There is no denying that payments are attracting a host of new entrants and investors hoping to disrupt what they see as a staid and stodgy market.

One of the drivers of this transformation is the growing awareness that payments represent so much more than the simple moving of funds from one account to another. The transaction is only one point in a string of interactions between a merchant and a consumer.

With new analytical tools at their disposal, merchants can use transaction data to learn more about their customers, both individually and in aggregate. Merchants can build a deeper relationship with customers, driving incremental sales. Customers realize benefits through targeted offers, discounts and loyalty programs. A whole crop of startups has emerged hoping to capitalize on this new reality.

What is often missing from discussions about payments disruption is that all of the benefits from data analysis and better messaging are based on payments themselves working perfectly. In other words, to get to the next step in this payment transformation, companies have to do the payment part well — really well. Often there is an implication that payments are the easy part of the process, that the real "magic" is found in the slicing and dicing done after the payment is completed.

As many startups are finding out, doing payments really well is hard. And doing it at the scale of the largest payment technology vendors is really hard. That's because the scale is utterly staggering.

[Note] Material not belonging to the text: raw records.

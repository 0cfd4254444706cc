//! Candidate ↔ opportunity association.
//!
//! The association lives on exactly one side: `opportunityId` on the
//! candidate record. A candidate references at most one opportunity; an
//! opportunity may be referenced by many candidates. Keeping the edge
//! single-sided means there is no second record to drift out of sync with.

use tracing::debug;

use pk_core::{Candidate, CandidatePatch, Filter, PkError, PkResult};

use crate::collection::CollectionClient;

pub struct AssociationResolver {
    candidates: CollectionClient<Candidate>,
}

impl AssociationResolver {
    pub fn new(candidates: CollectionClient<Candidate>) -> Self {
        Self { candidates }
    }

    /// Create a candidate that is born associated with an opportunity.
    pub async fn create_for_opportunity(
        &self,
        mut draft: Candidate,
        opportunity_id: &str,
    ) -> PkResult<Candidate> {
        if opportunity_id.is_empty() {
            return Err(PkError::InvalidArgument("missing opportunity id".into()));
        }
        draft.opportunity_id = Some(opportunity_id.to_string());
        self.candidates.create(&draft).await
    }

    /// Point an existing candidate at an opportunity.
    ///
    /// The patch carries only `opportunityId`: attaching must not resurrect
    /// other fields from whatever copy of the candidate the caller holds.
    /// Re-attaching an already-attached candidate overwrites the previous
    /// association; concurrent attachments resolve last-write-wins, which
    /// still ends with at most one opportunity per candidate.
    pub async fn attach(&self, candidate_id: &str, opportunity_id: &str) -> PkResult<()> {
        if opportunity_id.is_empty() {
            return Err(PkError::InvalidArgument("missing opportunity id".into()));
        }
        let patch = CandidatePatch {
            opportunity_id: Some(opportunity_id.to_string()),
            ..Default::default()
        };
        self.candidates.update(candidate_id, &patch).await?;
        debug!(candidate_id, opportunity_id, "candidate attached");
        Ok(())
    }

    /// The candidates associated with one opportunity, newest first.
    pub async fn for_opportunity(&self, opportunity_id: &str) -> PkResult<Vec<Candidate>> {
        self.candidates
            .fetch(&Filter::none().eq("opportunityId", opportunity_id))
            .await
    }

    /// The candidates eligible for a new association: those with no
    /// `opportunityId` at all. Membership here and in some opportunity's
    /// candidate list are mutually exclusive.
    pub async fn available(&self) -> PkResult<Vec<Candidate>> {
        let all = self.candidates.fetch_all().await?;
        Ok(all.into_iter().filter(Candidate::is_unattached).collect())
    }
}
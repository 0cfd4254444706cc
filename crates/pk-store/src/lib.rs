pub mod auth;
pub mod memory;

pub use auth::FixedAuthProvider;
pub use memory::{MemoryBlobStore, MemoryDocumentStore};
/// A recruiting candidate. `opportunity_id` is a weak reference: at most one
/// opportunity at any instant, and deleting the opportunity does not cascade.
#[derive(Debug, Clone, Serialize, Deserialize)]
#[serde(rename_all = "camelCase")]
pub struct Candidate {
    pub id: String,
    pub name: String,
    pub email: String,
    #[serde(skip_serializing_if = "Option::is_none")]
    pub phone: Option<String>,
    pub status: CandidateStatus,
    #[serde(skip_serializing_if = "Option::is_none")]
    pub current_role: Option<String>,
    #[serde(skip_serializing_if = "Option::is_none")]
    pub current_company: Option<String>,
    #[serde(skip_serializing_if = "Option::is_none")]
    pub expected_salary: Option<f64>,
    #[serde(skip_serializing_if = "Option::is_none")]
    pub notice_period: Option<String>,
    #[serde(skip_serializing_if = "Option::is_none")]
    pub resume_url: Option<String>,
    /// Free-text skill tags: copied strings, not references into the shared
    /// vocabulary. Deleting a vocabulary entry does not touch these.
    #[serde(default, skip_serializing_if = "Vec::is_empty")]
    pub skills: Vec<String>,
    #[serde(skip_serializing_if = "Option::is_none")]
    pub notes: Option<String>,
    #[serde(skip_serializing_if = "Option::is_none")]
    pub opportunity_id: Option<String>,
    #[serde(skip_serializing_if = "Option::is_none")]
    pub assigned_to: Option<String>,
    #[serde(default, skip_serializing_if = "Vec::is_empty")]
    pub attachments: Vec<Attachment>,
    pub created_at: DateTime<Utc>,
    pub updated_at: DateTime<Utc>,
}

impl Candidate {
    pub fn new(name: impl Into<String>, email: impl Into<String>) -> Self {
        let now = Utc::now();
        Self {
            id: String::new(),
            name: name.into(),
            email: email.into(),
            phone: None,
            status: CandidateStatus::New,
            current_role: None,
            current_company: None,
            expected_salary: None,
            notice_period: None,
            resume_url: None,
            skills: Vec::new(),
            notes: None,
            opportunity_id: None,
            assigned_to: None,
            attachments: Vec::new(),
            created_at: now,
            updated_at: now,
        }
    }

    pub fn with_skills(mut self, skills: Vec<String>) -> Self {
        self.skills = skills;
        self
    }

    pub fn with_opportunity(mut self, opportunity_id: impl Into<String>) -> Self {
        self.opportunity_id = Some(opportunity_id.into());
        self
    }

    /// Whether this candidate is eligible for association with an opportunity.
    pub fn is_unattached(&self) -> bool {
        self.opportunity_id.is_none()
    }
}

impl Record for Candidate {
    const COLLECTION: Collection = Collection::Candidates;

    fn id(&self) -> &str {
        &self.id
    }
}

/// Sparse update for a candidate; `None` fields are omitted from the wire
/// write, so a patch never clobbers fields the caller did not supply.
#[derive(Debug, Clone, Default, Serialize)]
#[serde(rename_all = "camelCase")]
pub struct CandidatePatch {
    #[serde(skip_serializing_if = "Option::is_none")]
    pub name: Option<String>,
    #[serde(skip_serializing_if = "Option::is_none")]
    pub email: Option<String>,
    #[serde(skip_serializing_if = "Option::is_none")]
    pub phone: Option<String>,
    #[serde(skip_serializing_if = "Option::is_none")]
    pub status: Option<CandidateStatus>,
    #[serde(skip_serializing_if = "Option::is_none")]
    pub current_role: Option<String>,
    #[serde(skip_serializing_if = "Option::is_none")]
    pub current_company: Option<String>,
    #[serde(skip_serializing_if = "Option::is_none")]
    pub expected_salary: Option<f64>,
    #[serde(skip_serializing_if = "Option::is_none")]
    pub notice_period: Option<String>,
    #[serde(skip_serializing_if = "Option::is_none")]
    pub skills: Option<Vec<String>>,
    #[serde(skip_serializing_if = "Option::is_none")]
    pub notes: Option<String>,
    #[serde(skip_serializing_if = "Option::is_none")]
    pub opportunity_id: Option<String>,
    #[serde(skip_serializing_if = "Option::is_none")]
    pub assigned_to: Option<String>,
}
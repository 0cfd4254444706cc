//! Auth provider backed by a fixed, swappable uid. Stands in for the real
//! authentication service in tests and local sessions.

use async_trait::async_trait;
use tokio::sync::RwLock;

use pk_core::{AuthProvider, PkResult};

pub struct FixedAuthProvider {
    uid: RwLock<Option<String>>,
}

impl FixedAuthProvider {
    /// A provider with a signed-in user.
    pub fn signed_in(uid: impl Into<String>) -> Self {
        Self {
            uid: RwLock::new(Some(uid.into())),
        }
    }

    /// A provider with no signed-in user.
    pub fn signed_out() -> Self {
        Self {
            uid: RwLock::new(None),
        }
    }

    /// Swap the signed-in user mid-session.
    pub async fn set_uid(&self, uid: Option<String>) {
        *self.uid.write().await = uid;
    }
}

#[async_trait]
impl AuthProvider for FixedAuthProvider {
    async fn current_uid(&self) -> PkResult<Option<String>> {
        Ok(self.uid.read().await.clone())
    }
}
pub mod error;
pub mod model;
pub mod traits;
pub mod wire;

pub use error::{PkError, PkResult, WorkflowStage};
pub use model::*;
pub use traits::*;
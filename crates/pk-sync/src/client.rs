//! Session-level entry point wiring the stores, the shared cache, and the
//! higher-level workflows together. One `PipekitClient` per signed-in
//! session; all facades returned from it share the same cache, so an
//! invalidation triggered through one is observed by all.

use std::sync::Arc;

use pk_core::{
    AuthProvider, BlobStore, Candidate, DocumentStore, Interaction, Lead, Opportunity, Record,
    Skill, Team, User,
};

use crate::associations::AssociationResolver;
use crate::attachments::AttachmentLifecycle;
use crate::cache::SessionCache;
use crate::collection::CollectionClient;
use crate::config::SyncConfig;
use crate::identity::UserDirectory;
use crate::vocabulary::SkillVocabulary;

pub struct PipekitClient {
    docs: Arc<dyn DocumentStore>,
    blobs: Arc<dyn BlobStore>,
    cache: Arc<SessionCache>,
    identity: Arc<UserDirectory>,
}

impl PipekitClient {
    pub fn new(
        docs: Arc<dyn DocumentStore>,
        blobs: Arc<dyn BlobStore>,
        auth: Arc<dyn AuthProvider>,
        config: SyncConfig,
    ) -> Self {
        let cache = Arc::new(SessionCache::new());
        let identity = Arc::new(UserDirectory::new(
            auth,
            docs.clone(),
            config.current_user_ttl(),
        ));
        Self {
            docs,
            blobs,
            cache,
            identity,
        }
    }

    fn collection<T: Record>(&self) -> CollectionClient<T> {
        CollectionClient::new(self.docs.clone(), self.cache.clone())
    }

    pub fn leads(&self) -> CollectionClient<Lead> {
        self.collection()
    }

    pub fn opportunities(&self) -> CollectionClient<Opportunity> {
        self.collection()
    }

    pub fn candidates(&self) -> CollectionClient<Candidate> {
        self.collection()
    }

    pub fn interactions(&self) -> CollectionClient<Interaction> {
        self.collection()
    }

    pub fn skills(&self) -> CollectionClient<Skill> {
        self.collection()
    }

    pub fn users(&self) -> CollectionClient<User> {
        self.collection()
    }

    pub fn teams(&self) -> CollectionClient<Team> {
        self.collection()
    }

    pub fn attachments(&self) -> AttachmentLifecycle {
        AttachmentLifecycle::new(self.docs.clone(), self.blobs.clone(), self.cache.clone())
    }

    pub fn associations(&self) -> AssociationResolver {
        AssociationResolver::new(self.candidates())
    }

    pub fn vocabulary(&self) -> SkillVocabulary {
        SkillVocabulary::new(self.skills())
    }

    pub fn identity(&self) -> Arc<UserDirectory> {
        self.identity.clone()
    }

    pub fn cache(&self) -> Arc<SessionCache> {
        self.cache.clone()
    }
}
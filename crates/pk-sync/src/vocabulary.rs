//! Skill vocabulary: the shared, append-only list of skill tags.
//!
//! Candidates carry skills as free-text strings copied from the vocabulary
//! at selection time. Growing the vocabulary is a privileged side effect:
//! only admins add entries, and a non-admin's attempt is silently skipped so
//! tagging flows never fail on permissions. Names are matched exactly, case
//! and whitespace included, once trimmed at the edges.

use tracing::{debug, warn};

use pk_core::{PkError, PkResult, Skill, User};

use crate::collection::CollectionClient;

pub struct SkillVocabulary {
    skills: CollectionClient<Skill>,
}

impl SkillVocabulary {
    pub fn new(skills: CollectionClient<Skill>) -> Self {
        Self { skills }
    }

    /// The full vocabulary, newest first. Served from the session cache
    /// between mutations.
    pub async fn tags(&self) -> PkResult<Vec<Skill>> {
        self.skills.fetch_all().await
    }

    /// Add `name` to the vocabulary unless it is already present.
    ///
    /// Edge whitespace is trimmed before comparison; the comparison itself is
    /// exact, so "rust" and "Rust" are distinct entries. For a non-admin
    /// actor this is a no-op, not an error. Two admins racing on the same
    /// name may both insert it; the duplicate is harmless (selection copies
    /// the string, not the record) and is not guarded against here.
    pub async fn ensure_tag(&self, name: &str, actor: Option<&User>) -> PkResult<()> {
        let name = name.trim();
        if name.is_empty() {
            return Err(PkError::InvalidArgument("empty skill name".into()));
        }

        let is_admin = actor.map(User::is_admin).unwrap_or(false);
        if !is_admin {
            debug!(name, "skill creation skipped: actor is not an admin");
            return Ok(());
        }

        let existing = self.skills.fetch_all().await?;
        if existing.iter().any(|skill| skill.name == name) {
            return Ok(());
        }

        let created = self.skills.create(&Skill::new(name)).await?;
        debug!(name, id = created.id, "skill added to vocabulary");
        Ok(())
    }

    /// Remove a vocabulary entry. Admin-only; candidates that copied the
    /// name keep their free-text string, so removal only stops the tag from
    /// being suggested.
    pub async fn remove_tag(&self, id: &str, actor: Option<&User>) -> PkResult<()> {
        let is_admin = actor.map(User::is_admin).unwrap_or(false);
        if !is_admin {
            warn!(id, "skill removal refused: actor is not an admin");
            return Err(PkError::PermissionDenied(
                "skill removal requires the admin role".into(),
            ));
        }
        self.skills.delete(id).await
    }
}
use std::collections::BTreeMap;

use async_trait::async_trait;
use chrono::{DateTime, Utc};
use serde_json::Value;

use crate::error::PkResult;
use crate::model::Collection;

/// A raw document as stored remotely: field name to JSON value.
pub type Document = serde_json::Map<String, Value>;

/// Equality constraints for a list query. Constraints are kept sorted by
/// field name so that two filters that are equal by value produce the same
/// canonical signature, which is what cache scopes are keyed on.
#[derive(Debug, Clone, Default, PartialEq)]
pub struct Filter {
    constraints: BTreeMap<String, Value>,
}

impl Filter {
    /// The unfiltered scope: every document in the collection.
    pub fn none() -> Self {
        Self::default()
    }

    pub fn eq(mut self, field: impl Into<String>, value: impl Into<Value>) -> Self {
        self.constraints.insert(field.into(), value.into());
        self
    }

    pub fn is_empty(&self) -> bool {
        self.constraints.is_empty()
    }

    /// Whether a document satisfies every constraint.
    pub fn matches(&self, doc: &Document) -> bool {
        self.constraints
            .iter()
            .all(|(field, expected)| doc.get(field) == Some(expected))
    }

    /// Canonical string form; equal-by-value filters share a signature.
    pub fn signature(&self) -> String {
        if self.constraints.is_empty() {
            return "*".to_string();
        }
        self.constraints
            .iter()
            .map(|(field, value)| format!("{field}={value}"))
            .collect::<Vec<_>>()
            .join("&")
    }
}

/// Sort directive for list queries.
#[derive(Debug, Clone, Copy)]
pub struct OrderBy {
    pub field: &'static str,
    pub descending: bool,
}

impl OrderBy {
    /// Newest records first, the default ordering for every screen.
    pub fn created_desc() -> Self {
        Self {
            field: "createdAt",
            descending: true,
        }
    }
}

/// Document side of the remote store.
///
/// Per-call success or failure only: no multi-document transactions and no
/// row-level locking. `set` and `update` assign server timestamps; clients
/// never supply `createdAt`/`updatedAt`.
#[async_trait]
pub trait DocumentStore: Send + Sync {
    /// Reserve a fresh identifier in the collection without writing anything.
    async fn allocate_id(&self, collection: Collection) -> PkResult<String>;

    async fn get(&self, collection: Collection, id: &str) -> PkResult<Option<Document>>;

    async fn list(
        &self,
        collection: Collection,
        filter: &Filter,
        order: Option<OrderBy>,
    ) -> PkResult<Vec<Document>>;

    /// Write a full record. Assigns `id` and server timestamps (`createdAt`
    /// is preserved if the record already exists). Returns the stored record.
    async fn set(&self, collection: Collection, id: &str, doc: Document) -> PkResult<Document>;

    /// Merge only the supplied fields into an existing record and refresh
    /// `updatedAt`. Fails with `NotFound` if the record is absent. Returns
    /// the new `updatedAt`.
    async fn update(
        &self,
        collection: Collection,
        id: &str,
        patch: Document,
    ) -> PkResult<DateTime<Utc>>;

    /// Remove a record. Deleting an absent record succeeds.
    async fn delete(&self, collection: Collection, id: &str) -> PkResult<()>;
}

/// Out-of-band metadata carried with an uploaded blob.
#[derive(Debug, Clone, PartialEq, Eq)]
pub struct BlobMetadata {
    pub content_type: String,
    pub uploaded_by: String,
    pub original_name: String,
}

/// Blob side of the remote store.
#[async_trait]
pub trait BlobStore: Send + Sync {
    async fn upload(&self, path: &str, bytes: &[u8], metadata: &BlobMetadata) -> PkResult<()>;

    /// A durable retrieval URL for an uploaded object.
    async fn download_url(&self, path: &str) -> PkResult<String>;

    async fn delete(&self, path: &str) -> PkResult<()>;
}

/// The authentication service, reduced to the one question this layer asks.
#[async_trait]
pub trait AuthProvider: Send + Sync {
    /// The signed-in user's id, or `None` when signed out.
    async fn current_uid(&self) -> PkResult<Option<String>>;
}

fn _assert_document_store_object_safe(_: &dyn DocumentStore) {}
fn _assert_blob_store_object_safe(_: &dyn BlobStore) {}
fn _assert_auth_provider_object_safe(_: &dyn AuthProvider) {}
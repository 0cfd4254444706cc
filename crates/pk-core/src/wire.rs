//! Wire-format helpers applied at the store boundary.
//!
//! Writes are sparse: a field that is absent from the caller's struct is
//! omitted from the outgoing document rather than sent as a null placeholder,
//! and server-owned fields (`id`, `createdAt`, `updatedAt`) are never sent.

use serde::de::DeserializeOwned;
use serde::Serialize;
use serde_json::Value;

use crate::error::{PkError, PkResult};
use crate::traits::Document;

/// Fields owned by the remote store; stripped from every outgoing write.
pub const RESERVED_FIELDS: [&str; 3] = ["id", "createdAt", "updatedAt"];

/// Serialize a value into a raw document. Fails if the value is not a JSON
/// object (entities and patches always are).
pub fn to_document<T: Serialize>(value: &T) -> PkResult<Document> {
    match serde_json::to_value(value)? {
        Value::Object(map) => Ok(map),
        other => Err(PkError::InvalidArgument(format!(
            "expected an object, got {other}"
        ))),
    }
}

/// Remove server-owned fields from an outgoing document.
pub fn strip_reserved(doc: &mut Document) {
    for field in RESERVED_FIELDS {
        doc.remove(field);
    }
}

/// Remove top-level null fields: absence is expressed by omission on the wire.
pub fn strip_nulls(doc: &mut Document) {
    doc.retain(|_, value| !value.is_null());
}

/// The outgoing form of a create: the full draft minus server-owned fields
/// and minus explicit absence markers.
pub fn for_create<T: Serialize>(draft: &T) -> PkResult<Document> {
    let mut doc = to_document(draft)?;
    strip_reserved(&mut doc);
    strip_nulls(&mut doc);
    Ok(doc)
}

/// The outgoing form of a partial update: only the supplied fields.
pub fn for_update<T: Serialize>(patch: &T) -> PkResult<Document> {
    let mut doc = to_document(patch)?;
    strip_reserved(&mut doc);
    strip_nulls(&mut doc);
    Ok(doc)
}

/// Decode a stored document into a typed record.
pub fn decode<T: DeserializeOwned>(doc: Document) -> PkResult<T> {
    Ok(serde_json::from_value(Value::Object(doc))?)
}

#[cfg(test)]
mod tests {
    use super::*;
    use crate::model::{Candidate, CandidatePatch, Lead};
    use serde_json::json;

    #[test]
    fn for_create_strips_reserved_and_null_fields() {
        let mut draft = Lead::new("Acme", "Jo", "jo@acme.com", "Website");
        draft.id = "client-supplied".into();

        let doc = for_create(&draft).unwrap();
        assert!(!doc.contains_key("id"));
        assert!(!doc.contains_key("createdAt"));
        assert!(!doc.contains_key("updatedAt"));
        assert_eq!(doc["companyName"], "Acme");
    }

    #[test]
    fn for_update_drops_explicit_nulls() {
        let patch = json!({
            "notes": "called twice",
            "assignedTo": null,
            "updatedAt": "2020-01-01T00:00:00Z",
        });
        let doc = for_update(&patch).unwrap();
        assert_eq!(doc.len(), 1);
        assert_eq!(doc["notes"], "called twice");
    }

    #[test]
    fn candidate_patch_produces_single_field_document() {
        let patch = CandidatePatch {
            opportunity_id: Some("OPP1".into()),
            ..Default::default()
        };
        let doc = for_update(&patch).unwrap();
        assert_eq!(doc.len(), 1);
        assert_eq!(doc["opportunityId"], "OPP1");
    }

    #[test]
    fn decode_round_trips_a_stored_record() {
        let draft = Candidate::new("A", "a@x.com").with_skills(vec!["Go".into()]);
        let mut doc = to_document(&draft).unwrap();
        doc.insert("id".into(), json!("cand-1"));

        let decoded: Candidate = decode(doc).unwrap();
        assert_eq!(decoded.id, "cand-1");
        assert_eq!(decoded.skills, vec!["Go".to_string()]);
    }

    #[test]
    fn non_object_values_are_rejected() {
        let err = to_document(&json!(42)).unwrap_err();
        assert!(matches!(err, PkError::InvalidArgument(_)));
    }
}
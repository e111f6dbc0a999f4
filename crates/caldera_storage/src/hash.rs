//! Content hashing helpers.

use caldera_error::{CalderaResult, StorageError, StorageErrorKind};
use sha2::{Digest, Sha256};
use std::path::Path;
use tokio::io::AsyncReadExt;

/// Compute the lowercase hex SHA-256 of a byte slice.
pub fn sha256_hex(data: &[u8]) -> String {
    let mut hasher = Sha256::new();
    hasher.update(data);
    format!("{:x}", hasher.finalize())
}

/// Compute the lowercase hex SHA-256 of a file, reading in chunks.
///
/// # Errors
///
/// Returns a storage error if the file cannot be opened or read.
pub async fn sha256_file(path: &Path) -> CalderaResult<String> {
    let mut file = tokio::fs::File::open(path).await.map_err(|e| {
        StorageError::new(StorageErrorKind::FileRead(format!(
            "{}: {}",
            path.display(),
            e
        )))
    })?;

    let mut hasher = Sha256::new();
    let mut buf = vec![0u8; 64 * 1024];
    loop {
        let n = file.read(&mut buf).await.map_err(|e| {
            StorageError::new(StorageErrorKind::FileRead(format!(
                "{}: {}",
                path.display(),
                e
            )))
        })?;
        if n == 0 {
            break;
        }
        hasher.update(&buf[..n]);
    }

    Ok(format!("{:x}", hasher.finalize()))
}
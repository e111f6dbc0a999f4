//! Object metadata projection.

use crate::MediaType;
use chrono::{DateTime, Utc};

/// One row of the metadata store: everything known about a distinct content
/// hash ever ingested.
///
/// Records are immutable after creation except for thumbnail-link additions,
/// which live in the store's link table rather than on the record itself.
///
/// Note: Does not derive `Eq` or `Hash` due to the `f32` duration field.
#[derive(Debug, Clone, PartialEq)]
pub struct ObjectRecord {
    /// SHA-256 hash of the content, the primary key everywhere
    pub hash: String,
    /// Type of media (image, audio, video)
    pub media_type: MediaType,
    /// MIME type (e.g., "image/jpeg", "video/mp4")
    pub mime: String,
    /// Size of the content in bytes
    pub size: u64,
    /// Image/video width in pixels
    pub width: Option<u32>,
    /// Image/video height in pixels
    pub height: Option<u32>,
    /// Audio/video duration in seconds
    pub duration_seconds: Option<f32>,
    /// Whether this object is a derived thumbnail of some original
    pub is_thumb: bool,
    /// Last modification time of the record
    pub updated_at: DateTime<Utc>,
}

impl ObjectRecord {
    /// Whether this record can carry a thumbnail registry.
    ///
    /// Only non-thumbnail images get a `thumbs` map in their sidecar.
    pub fn has_thumb_registry(&self) -> bool {
        self.media_type.is_thumbable() && !self.is_thumb
    }
}
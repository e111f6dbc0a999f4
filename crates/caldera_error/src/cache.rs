//! Cache error types.

/// Kinds of cache errors.
#[derive(Debug, Clone, PartialEq, Eq, Hash, PartialOrd, Ord, derive_more::Display)]
pub enum CacheErrorKind {
    /// Content hash unknown to both the cache and the metadata store,
    /// or the requested type filter did not match the object
    #[display("Not found: {}", _0)]
    NotFound(String),
    /// Thumbnail requested for an object that cannot be thumbnailed
    #[display("Not acceptable: {}", _0)]
    NotAcceptable(String),
    /// Blob store upload or download failed
    #[display("Upstream failure: {}", _0)]
    Upstream(String),
    /// Thumbnail derivation failed
    #[display("Derivation failure: {}", _0)]
    Derivation(String),
    /// Failed to write a sidecar metadata file
    #[display("Sidecar write failure: {}", _0)]
    Sidecar(String),
    /// Local file I/O failure
    #[display("Cache I/O failure: {}", _0)]
    Io(String),
}

impl CacheErrorKind {
    /// HTTP status code this error surfaces as at the serving layer.
    pub fn http_status(&self) -> u16 {
        match self {
            CacheErrorKind::NotFound(_) => 404,
            CacheErrorKind::NotAcceptable(_) => 406,
            CacheErrorKind::Upstream(_)
            | CacheErrorKind::Derivation(_)
            | CacheErrorKind::Sidecar(_)
            | CacheErrorKind::Io(_) => 500,
        }
    }
}

/// Cache error with location tracking.
///
/// # Examples
///
/// ```
/// use caldera_error::{CacheError, CacheErrorKind};
///
/// let err = CacheError::new(CacheErrorKind::NotAcceptable("video".to_string()));
/// assert_eq!(err.kind.http_status(), 406);
/// ```
#[derive(Debug, Clone, derive_more::Display, derive_more::Error)]
#[display("Cache Error: {} at line {} in {}", kind, line, file)]
pub struct CacheError {
    /// The kind of error that occurred
    pub kind: CacheErrorKind,
    /// Line number where error was created
    pub line: u32,
    /// File where error was created
    pub file: &'static str,
}

impl CacheError {
    /// Create a new cache error with automatic location tracking.
    #[track_caller]
    pub fn new(kind: CacheErrorKind) -> Self {
        let location = std::panic::Location::caller();
        Self {
            kind,
            line: location.line(),
            file: location.file(),
        }
    }
}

Take FIS, for instance, the company atop this year's FinTech 100 list, which moves more than $5.5 trillion annually. That's larger than the annual GDP of all but three of the largest economies in the world.

Rarely do the large financial technology providers get to wear the title "disruptor" themselves, they're instead viewed as the slow-moving dinosaurs of the "legacy" payment system. But the fact is that most of the companies in the FinTech 100 are as aware how important it is to stay relevant, especially in a rapidly changing space, and are actively working to shake up their own space.